◆ Assignment:
Repeat each record below exactly as it is written.
---------- Dataset entries ----------
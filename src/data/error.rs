//! 统一错误类型定义
//!
//! 使用 `thiserror` 定义配置存储层的错误类型，迁移层通过 `anyhow` 直接兼容。

use std::path::PathBuf;
use thiserror::Error;

/// 配置存储层的统一错误类型
#[derive(Error, Debug)]
pub enum ConfigError {
    /// 文件 I/O 错误
    #[error("文件 I/O 错误: {path}: {source}")]
    Io {
        path: PathBuf,
        #[source]
        source: std::io::Error,
    },

    /// JSON 序列化/反序列化错误
    #[error("JSON 序列化错误: {0}")]
    Json(#[from] serde_json::Error),

    /// 无效的键路径
    #[error("无效的键路径: {0}")]
    InvalidKey(String),

    /// 存储不支持写入
    #[error("配置存储不支持写入")]
    ReadOnly,

    /// 配置根节点不是对象
    #[error("配置根节点不是对象: {0}")]
    UnexpectedRoot(String),
}

pub type Result<T> = std::result::Result<T, ConfigError>;

impl ConfigError {
    /// 从 `std::io::Error` 和路径创建 I/O 错误
    pub fn io(path: impl Into<PathBuf>, source: std::io::Error) -> Self {
        Self::Io {
            path: path.into(),
            source,
        }
    }
}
----------
◆ Output for this exercise:
filename src/data/error.rs
//! 统一错误类型定义
//!
//! 使用 `thiserror` 定义配置存储层的错误类型，迁移层通过 `anyhow` 直接兼容。

use std::path::PathBuf;
use thiserror::Error;

/// 配置存储层的统一错误类型
#[derive(Error, Debug)]
pub enum ConfigError {
    /// 文件 I/O 错误
    #[error("文件 I/O 错误: {path}: {source}")]
    Io {
        path: PathBuf,
        #[source]
        source: std::io::Error,
    },

    /// JSON 序列化/反序列化错误
    #[error("JSON 序列化错误: {0}")]
    Json(#[from] serde_json::Error),

    /// 无效的键路径
    #[error("无效的键路径: {0}")]
    InvalidKey(String),

    /// 存储不支持写入
    #[error("配置存储不支持写入")]
    ReadOnly,

    /// 配置根节点不是对象
    #[error("配置根节点不是对象: {0}")]
    UnexpectedRoot(String),
}

pub type Result<T> = std::result::Result<T, ConfigError>;

impl ConfigError {
    /// 从 `std::io::Error` 和路径创建 I/O 错误
    pub fn io(path: impl Into<PathBuf>, source: std::io::Error) -> Self {
        Self::Io {
            path: path.into(),
            source,
        }
    }
}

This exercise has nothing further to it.